Toward the end of his life, about 1260, Isaac composed his halachic (legal) work Or Zarua. He is usually quoted as "Isaac Or Zarua." It was printed from the Amsterdam incomplete manuscript by Lipa and Höschel in Zhytomyr, 1862. Other manuscripts are at Oxford and in the Jewish Theological Seminary in New York City. In the edition of Lipa and Höschel Seder Nezikin is wanting; most of the rest of the work was afterward printed at Jerusalem by J.M. Hirschensohn.

The Or Zarua comprises the whole halachic corpus and is arranged according to the Talmudic tractates, while at the same time the halachot are kept together. The author, unlike Maimonides in his Mishneh Torah, does not confine himself to giving the halakhic decisions, but gives also the passage of the Talmud, explains the subject matter, and develops the din from it. Thus, the Or Zarua is at the same time a ritual code and a Talmudic commentary. As it contains, in addition, explanations of some passages in the Hebrew Bible, the author is also quoted as a Bible commentator.
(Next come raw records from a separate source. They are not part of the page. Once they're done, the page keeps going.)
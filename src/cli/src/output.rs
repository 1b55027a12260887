//! Output formatting utilities for the Meridian CLI.
//!
//! Supports table, JSON, and YAML output formats.

use clap::ValueEnum;
use colored::*;
use serde::Serialize;
use tabled::{
    settings::{object::Columns, Alignment, Modify, Style},
    Table, Tabled,
};

/// Output format selection.
#[derive(Debug, Clone, Copy, ValueEnum, Default)]
pub enum OutputFormat {
    /// Render as a formatted table
    #[default]
    Table,
    /// Render as JSON
    Json,
    /// Render as YAML
    Yaml,
}

/// Print a success message to stdout.
pub fn print_success(msg: &str) {
    println!("{} {}", "[OK]".green().bold(), msg);
}

/// Print an error message to stderr.
pub fn print_error(msg: &str) {
    eprintln!("{} {}", "[ERROR]".red().bold(), msg);
}

/// Print an informational message to stdout.
pub fn print_info(msg: &str) {
    println!("{} {}", "[INFO]".blue().bold(), msg);
}

/// Print a warning message to stdout.
pub fn print_warning(msg: &str) {
    println!("{} {}", "[WARN]".yellow().bold(), msg);
}

/// Print a list of items in the requested format.
///
/// For table output, items must implement `Tabled`. For JSON/YAML, items must
/// implement `Serialize`.
pub fn print_list<T: Tabled + Serialize>(items: &[T], format: OutputFormat) {
    match format {
        OutputFormat::Table => {
            if items.is_empty() {
                println!("{}", "No results found.".dimmed());
                return;
            }
            let table = Table::new(items)
                .with(Style::rounded())
                .with(Modify::new(Columns::first()).with(Alignment::left()))
                .to_string();
            println!("{}", table);
        }
        OutputFormat::Json => {
            let json = serde_json::to_string_pretty(items).expect("serialize to JSON");
            println!("{}", json);
        }
        OutputFormat::Yaml => {
            let yaml = serde_yaml::to_string(items).expect("serialize to YAML");
            print!("{}", yaml);
        }
    }
}

/// Print a single item in the requested format.
pub fn print_item<T: Serialize>(item: &T, format: OutputFormat) {
    match format {
        OutputFormat::Table | OutputFormat::Json => {
            let json = serde_json::to_string_pretty(item).expect("serialize to JSON");
            println!("{}", json);
        }
        OutputFormat::Yaml => {
            let yaml = serde_yaml::to_string(item).expect("serialize to YAML");
            print!("{}", yaml);
        }
    }
}

/// Print key-value details to the terminal (non-JSON/YAML output).
pub fn print_detail(key: &str, value: &str) {
    println!("  {}: {}", key.cyan(), value);
}

/// Print a section header.
pub fn print_header(title: &str) {
    println!();
    println!("{}", title.bold().underline());
    println!();
}
//! Identity models: users, roles, partner profiles, and session resolution.
//!
//! Authentication itself is an external collaborator; this module owns the
//! user/role data model, the [`SessionResolver`] seam that turns an opaque
//! session token into a [`User`], and a store-backed resolver for
//! development and tests. Every portal operation takes the resolved actor as
//! an explicit parameter; there is no ambient current-user state.

mod session;

pub use session::{token_fingerprint, SessionResolver, StoreSessionResolver};

use chrono::{DateTime, Utc};
use serde::{Deserialize, Serialize};
use std::fmt;
use uuid::Uuid;

// ═══════════════════════════════════════════════════════════════════════════════
// Identifiers
// ═══════════════════════════════════════════════════════════════════════════════

/// Strongly-typed user identifier.
#[derive(Debug, Clone, PartialEq, Eq, Hash, Serialize, Deserialize)]
pub struct UserId(pub String);

impl UserId {
    pub fn new(id: impl Into<String>) -> Self {
        Self(id.into())
    }

    pub fn as_str(&self) -> &str {
        &self.0
    }

    pub fn generate() -> Self {
        Self(Uuid::new_v4().to_string())
    }
}

impl fmt::Display for UserId {
    fn fmt(&self, f: &mut fmt::Formatter<'_>) -> fmt::Result {
        write!(f, "{}", self.0)
    }
}

impl From<String> for UserId {
    fn from(s: String) -> Self {
        Self(s)
    }
}

impl From<&str> for UserId {
    fn from(s: &str) -> Self {
        Self(s.to_string())
    }
}

// ═══════════════════════════════════════════════════════════════════════════════
// Role
// ═══════════════════════════════════════════════════════════════════════════════

/// Account role. Immutable after signup except for admin-granted promotions,
/// which happen outside this service.
#[derive(Debug, Clone, Copy, PartialEq, Eq, Hash, Serialize, Deserialize)]
#[serde(rename_all = "snake_case")]
pub enum Role {
    /// End user; may be recruited by a partner (`partner_id` set).
    Normal,
    /// Intermediary managing a roster of recruited end users.
    Partner,
    /// Full override on every operation.
    Admin,
}

impl Role {
    pub const fn as_str(&self) -> &'static str {
        match self {
            Self::Normal => "normal",
            Self::Partner => "partner",
            Self::Admin => "admin",
        }
    }
}

impl fmt::Display for Role {
    fn fmt(&self, f: &mut fmt::Formatter<'_>) -> fmt::Result {
        write!(f, "{}", self.as_str())
    }
}

// ═══════════════════════════════════════════════════════════════════════════════
// User
// ═══════════════════════════════════════════════════════════════════════════════

/// A portal user. Also serves as the actor on every policy-checked
/// operation.
#[derive(Debug, Clone, Serialize, Deserialize)]
pub struct User {
    pub id: UserId,
    pub full_name: String,
    pub email: String,
    pub role: Role,

    /// Partner-specific business model label (loans, CA services, ...).
    #[serde(default, skip_serializing_if = "Option::is_none")]
    pub business_model: Option<String>,

    /// Weak back-reference to the recruiting partner. Set only for `normal`
    /// users; cleared by disassociation. Never owns the partner's lifecycle.
    #[serde(default)]
    pub partner_id: Option<UserId>,

    pub created_at: DateTime<Utc>,
}

impl User {
    /// Create a new user record with a generated id.
    pub fn new(full_name: impl Into<String>, email: impl Into<String>, role: Role) -> Self {
        Self {
            id: UserId::generate(),
            full_name: full_name.into(),
            email: email.into(),
            role,
            business_model: None,
            partner_id: None,
            created_at: Utc::now(),
        }
    }

    /// Attach the recruiting partner reference.
    pub fn recruited_by(mut self, partner_id: UserId) -> Self {
        self.partner_id = Some(partner_id);
        self
    }

    pub fn is_admin(&self) -> bool {
        self.role == Role::Admin
    }

    pub fn is_partner(&self) -> bool {
        self.role == Role::Partner
    }

    /// Check whether `client` is on this user's partner roster.
    pub fn has_client(&self, client: &User) -> bool {
        self.is_partner() && client.partner_id.as_ref() == Some(&self.id)
    }
}

// ═══════════════════════════════════════════════════════════════════════════════
// Partner Profile
// ═══════════════════════════════════════════════════════════════════════════════

/// Entry on the approved-partner list (`partners` collection). The id is the
/// partner's user id.
#[derive(Debug, Clone, Serialize, Deserialize)]
pub struct PartnerProfile {
    pub id: UserId,
    pub company_name: String,
    pub approved: bool,
    pub created_at: DateTime<Utc>,
}

impl PartnerProfile {
    pub fn new(id: UserId, company_name: impl Into<String>) -> Self {
        Self {
            id,
            company_name: company_name.into(),
            approved: false,
            created_at: Utc::now(),
        }
    }

    pub fn approved(mut self) -> Self {
        self.approved = true;
        self
    }
}

// ═══════════════════════════════════════════════════════════════════════════════
// Tests
// ═══════════════════════════════════════════════════════════════════════════════

#[cfg(test)]
mod tests {
    use super::*;

    #[test]
    fn test_role_round_trip() {
        let json = serde_json::to_string(&Role::Partner).unwrap();
        assert_eq!(json, "\"partner\"");
        let role: Role = serde_json::from_str("\"admin\"").unwrap();
        assert_eq!(role, Role::Admin);
    }

    #[test]
    fn test_has_client() {
        let partner = User::new("Priya Shah", "priya@partner.example", Role::Partner);
        let client = User::new("Arun Mehta", "arun@example.com", Role::Normal)
            .recruited_by(partner.id.clone());
        let stranger = User::new("Noor Ali", "noor@example.com", Role::Normal);

        assert!(partner.has_client(&client));
        assert!(!partner.has_client(&stranger));
        // A normal user never has clients, even with matching ids.
        assert!(!client.has_client(&client));
    }

    #[test]
    fn test_partner_id_survives_null_round_trip() {
        let user = User::new("Arun Mehta", "arun@example.com", Role::Normal);
        let json = serde_json::to_value(&user).unwrap();
        assert!(json.get("partner_id").unwrap().is_null());

        let back: User = serde_json::from_value(json).unwrap();
        assert!(back.partner_id.is_none());
    }
}
//! File store port for application attachments.
//!
//! Submissions may carry inline `data:` URI attachments; those are decoded,
//! persisted through the [`FileStore`] port, and replaced in the stored form
//! data by the public URL the store hands back.

use async_trait::async_trait;
use base64::Engine;
use dashmap::DashMap;
use serde::Serialize;
use uuid::Uuid;

use crate::error::{MeridianError, Result};

/// A persisted attachment.
#[derive(Debug, Clone, Serialize)]
pub struct UploadedFile {
    pub key: String,
    pub url: String,
    pub content_type: String,
    pub size_bytes: usize,
}

/// Binary attachment storage.
#[async_trait]
pub trait FileStore: Send + Sync {
    /// Persist the bytes and return the public record.
    async fn put(&self, filename: &str, content_type: &str, bytes: Vec<u8>)
        -> Result<UploadedFile>;

    async fn get(&self, key: &str) -> Result<Option<Vec<u8>>>;

    fn name(&self) -> &str;
}

/// Decoded `data:` URI payload.
#[derive(Debug, Clone)]
pub struct DataUri {
    pub content_type: String,
    pub bytes: Vec<u8>,
}

/// Parse a `data:<mime>;base64,<payload>` URI.
pub fn parse_data_uri(input: &str) -> Result<DataUri> {
    let rest = input
        .strip_prefix("data:")
        .ok_or_else(|| MeridianError::validation("Attachment must be a data: URI"))?;
    let (header, payload) = rest
        .split_once(',')
        .ok_or_else(|| MeridianError::validation("Malformed data: URI"))?;
    let content_type = match header.strip_suffix(";base64") {
        Some(mime) if !mime.is_empty() => mime.to_string(),
        Some(_) => "application/octet-stream".to_string(),
        None => return Err(MeridianError::validation("Attachment must be base64 encoded")),
    };
    let bytes = base64::engine::general_purpose::STANDARD
        .decode(payload)
        .map_err(|e| {
            MeridianError::validation(format!("Attachment payload is not valid base64: {}", e))
        })?;
    Ok(DataUri {
        content_type,
        bytes,
    })
}

// ═══════════════════════════════════════════════════════════════════════════════
// In-Memory File Store
// ═══════════════════════════════════════════════════════════════════════════════

/// In-memory file store keyed by generated UUID names.
pub struct InMemoryFileStore {
    files: DashMap<String, (String, Vec<u8>)>,
    public_base_url: String,
}

impl InMemoryFileStore {
    pub fn new(public_base_url: impl Into<String>) -> Self {
        Self {
            files: DashMap::new(),
            public_base_url: public_base_url.into().trim_end_matches('/').to_string(),
        }
    }

    pub fn len(&self) -> usize {
        self.files.len()
    }

    pub fn is_empty(&self) -> bool {
        self.files.is_empty()
    }
}

#[async_trait]
impl FileStore for InMemoryFileStore {
    async fn put(
        &self,
        filename: &str,
        content_type: &str,
        bytes: Vec<u8>,
    ) -> Result<UploadedFile> {
        let extension = filename.rsplit_once('.').map(|(_, ext)| ext);
        let key = match extension {
            Some(ext) => format!("{}.{}", Uuid::new_v4(), ext),
            None => Uuid::new_v4().to_string(),
        };
        let size_bytes = bytes.len();
        self.files
            .insert(key.clone(), (content_type.to_string(), bytes));
        Ok(UploadedFile {
            url: format!("{}/{}", self.public_base_url, key),
            key,
            content_type: content_type.to_string(),
            size_bytes,
        })
    }

    async fn get(&self, key: &str) -> Result<Option<Vec<u8>>> {
        Ok(self.files.get(key).map(|entry| entry.value().1.clone()))
    }

    fn name(&self) -> &str {
        "memory"
    }
}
Moreover, the book contains a part of the halachic correspondence which the author carried on with Talmudic scholars of Italy, France, and Austria. Older collections of halachic decisions which the author had gathered together during his lifetime seem also to be embodied in the work. Isaac explains unknown words in Bohemian (i. e. Czech), his mother tongue, and cites the Jerusalem Talmud, to which he ascribes great authority in halachic decisions. The work is introduced by a treatise couched in words to whose meanings mystical significance is attached. It is an imitation of the Alphabet of Akiba ben Joseph and was composed at the order of Isaac's teacher Eleazar ben Judah of Worms. Isaac's son Chaim Eliezer arranged a compendium of this work which exists in several manuscripts.

The Or Zarua succeeded in displacing all the older ritual works. It is very important also for the cultural history of the German Jews in the Middle Ages.
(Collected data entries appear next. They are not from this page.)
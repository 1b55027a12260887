//! Roster projection and client-management integration tests.

mod common;

use std::sync::Arc;

use common::*;
use meridian_core::prelude::*;
use meridian_core::store::Collection;

fn admin() -> User {
    User::new("Ida Admin", "ida@meridian.example", Role::Admin)
}

fn partner() -> User {
    User::new("Priya Shah", "priya@partner.example", Role::Partner)
}

#[tokio::test]
async fn test_roster_contains_exactly_member_applications_sorted() {
    let h = harness();
    let partner = partner();
    let u1 = User::new("Arun Mehta", "arun@example.com", Role::Normal)
        .recruited_by(partner.id.clone());
    let u2 = User::new("Zara Iqbal", "zara@example.com", Role::Normal)
        .recruited_by(partner.id.clone());
    let unrelated = User::new("Noor Ali", "noor@example.com", Role::Normal);

    seed_user(h.store.as_ref(), &partner).await;
    seed_user(h.store.as_ref(), &u1).await;
    seed_user(h.store.as_ref(), &u2).await;
    seed_user(h.store.as_ref(), &unrelated).await;

    let mut older = application(ServiceCategory::Loan, &u1, &u1);
    older.created_at -= chrono::Duration::hours(24);
    let newer = application(ServiceCategory::CaService, &u1, &partner);
    let zaras = application(ServiceCategory::GovernmentScheme, &u2, &u2);
    let noise = application(ServiceCategory::Loan, &unrelated, &unrelated);

    for app in [&older, &newer, &zaras, &noise] {
        seed_application(h.store.as_ref(), app).await;
    }

    let roster = h.portal.view_client_roster(&partner).await.unwrap();
    assert!(!roster.is_degraded());
    assert_eq!(roster.entries.len(), 2);
    assert_eq!(roster.application_count(), 3);

    let arun = &roster.entries[0];
    assert_eq!(arun.client.id, u1.id);
    assert_eq!(arun.applications.len(), 2);
    // Newest first.
    assert_eq!(arun.applications[0].id, newer.id);
    assert_eq!(arun.applications[1].id, older.id);

    let all_ids: Vec<_> = roster
        .entries
        .iter()
        .flat_map(|e| e.applications.iter().map(|a| a.id.clone()))
        .collect();
    assert!(!all_ids.contains(&noise.id));
}

#[tokio::test]
async fn test_roster_degrades_on_category_outage() {
    let inner = Arc::new(InMemoryStore::new());
    let partner = partner();
    let client = User::new("Arun Mehta", "arun@example.com", Role::Normal)
        .recruited_by(partner.id.clone());
    seed_user(inner.as_ref(), &partner).await;
    seed_user(inner.as_ref(), &client).await;

    let loan = application(ServiceCategory::Loan, &client, &client);
    seed_application(inner.as_ref(), &loan).await;

    let flaky = Arc::new(FlakyStore::new(
        inner,
        Collection::CaServiceApplications,
    ));
    let (portal, _) = portal_over(flaky);

    let roster = portal.view_client_roster(&partner).await.unwrap();
    assert!(roster.is_degraded());
    assert_eq!(roster.failed_categories, vec![ServiceCategory::CaService]);
    // The healthy categories still came through.
    assert_eq!(roster.application_count(), 1);
}

#[tokio::test]
async fn test_disassociate_clears_linkage_and_keeps_applications() {
    let h = harness();
    let partner = partner();
    let client = User::new("Arun Mehta", "arun@example.com", Role::Normal)
        .recruited_by(partner.id.clone());
    let app = application(ServiceCategory::Loan, &client, &client);
    seed_user(h.store.as_ref(), &partner).await;
    seed_user(h.store.as_ref(), &client).await;
    seed_application(h.store.as_ref(), &app).await;

    let updated = h
        .portal
        .disassociate_client(&partner, &client.id)
        .await
        .unwrap();
    assert!(updated.partner_id.is_none());

    let stored = h
        .store
        .get(Collection::Users, client.id.as_str())
        .await
        .unwrap()
        .unwrap();
    assert!(stored["partner_id"].is_null());

    // The application record is untouched.
    let stored_app = h
        .store
        .get(Collection::LoanApplications, app.id.as_str())
        .await
        .unwrap();
    assert!(stored_app.is_some());
}

#[tokio::test]
async fn test_cascade_with_reassignment_repoints_applications() {
    let h = harness();
    let partner = partner();
    let target = User::new("Omar Khan", "omar@partner.example", Role::Partner);
    let client = User::new("Arun Mehta", "arun@example.com", Role::Normal)
        .recruited_by(partner.id.clone());

    seed_approved_partner(h.store.as_ref(), &partner, "Shah Advisory").await;
    seed_approved_partner(h.store.as_ref(), &target, "Khan Capital").await;
    seed_user(h.store.as_ref(), &client).await;

    let mut loan = application(ServiceCategory::Loan, &client, &partner);
    loan.partner_id = Some(partner.id.clone());
    let scheme = application(ServiceCategory::GovernmentScheme, &client, &client);
    seed_application(h.store.as_ref(), &loan).await;
    seed_application(h.store.as_ref(), &scheme).await;

    let outcome = h
        .portal
        .permanently_delete_client(&admin(), &client.id, Some(target.id.clone()))
        .await
        .unwrap();
    assert_eq!(outcome.applications_reassigned, 2);
    assert_eq!(outcome.applications_deleted, 0);
    assert!(outcome.reconciliation_required.is_empty());

    // User record is gone.
    let gone = h
        .store
        .get(Collection::Users, client.id.as_str())
        .await
        .unwrap();
    assert!(gone.is_none());

    // Both applications now point at the reassignment target.
    for (collection, id) in [
        (Collection::LoanApplications, &loan.id),
        (Collection::GovernmentSchemeApplications, &scheme.id),
    ] {
        let stored = h.store.get(collection, id.as_str()).await.unwrap().unwrap();
        assert_eq!(stored["partner_id"], target.id.as_str());
    }
}

#[tokio::test]
async fn test_cascade_without_target_deletes_applications() {
    let h = harness();
    let partner = partner();
    let client = User::new("Arun Mehta", "arun@example.com", Role::Normal)
        .recruited_by(partner.id.clone());
    seed_approved_partner(h.store.as_ref(), &partner, "Shah Advisory").await;
    seed_user(h.store.as_ref(), &client).await;

    let loan = application(ServiceCategory::Loan, &client, &client);
    seed_application(h.store.as_ref(), &loan).await;

    let outcome = h
        .portal
        .permanently_delete_client(&admin(), &client.id, None)
        .await
        .unwrap();
    assert_eq!(outcome.applications_deleted, 1);
    assert_eq!(outcome.applications_reassigned, 0);

    let stored = h
        .store
        .get(Collection::LoanApplications, loan.id.as_str())
        .await
        .unwrap();
    assert!(stored.is_none());
}

#[tokio::test]
async fn test_cascade_rejects_unapproved_target_before_commit() {
    let h = harness();
    let partner = partner();
    let unapproved = User::new("Omar Khan", "omar@partner.example", Role::Partner);
    let client = User::new("Arun Mehta", "arun@example.com", Role::Normal)
        .recruited_by(partner.id.clone());
    seed_approved_partner(h.store.as_ref(), &partner, "Shah Advisory").await;
    seed_user(h.store.as_ref(), &unapproved).await;
    seed_user(h.store.as_ref(), &client).await;

    let err = h
        .portal
        .permanently_delete_client(&admin(), &client.id, Some(unapproved.id.clone()))
        .await
        .unwrap_err();
    assert_eq!(err.code(), ErrorCode::ValidationError);

    // Validation happens before the commit point: the user survives.
    let stored = h
        .store
        .get(Collection::Users, client.id.as_str())
        .await
        .unwrap();
    assert!(stored.is_some());
}

#[tokio::test]
async fn test_client_detail_includes_applications() {
    let h = harness();
    let partner = partner();
    let client = User::new("Arun Mehta", "arun@example.com", Role::Normal)
        .recruited_by(partner.id.clone());
    seed_user(h.store.as_ref(), &partner).await;
    seed_user(h.store.as_ref(), &client).await;

    let loan = application(ServiceCategory::Loan, &client, &client);
    let filed = application(ServiceCategory::CaService, &client, &partner);
    seed_application(h.store.as_ref(), &loan).await;
    seed_application(h.store.as_ref(), &filed).await;

    let detail = h
        .portal
        .view_client_detail(&partner, &client.id)
        .await
        .unwrap();
    assert_eq!(detail.client.id, client.id);
    assert_eq!(detail.applications.len(), 2);
}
According to Gross, Isaac's chief importance rests upon the fact that he introduced among the Jewish communities in Slavic lands the study of the Talmud from France and the west of Germany.

Isaac was of a mild and peace-loving character and it was for this reason, perhaps, that he did not participate in the struggle against the study of secular sciences, though an incorrect ritual decision would rouse him to indignant energy. He carried on a controversy with several rabbis concerning the legal status of a betrothed girl who had been forced by circumstances to adopt Christianity and had afterward returned to Judaism. His anxiety about correct observance led him to counsel the more difficult rather than the easier ritual practise. His mystical studies account for his belief in miracles. He was held in high regard by his pupils, and, like other teachers of the time, was given the title HaKadosh "the Holy" by the Asher ben Jehiel. His contemporary Isaiah di Trani described him as "the wonder of the age".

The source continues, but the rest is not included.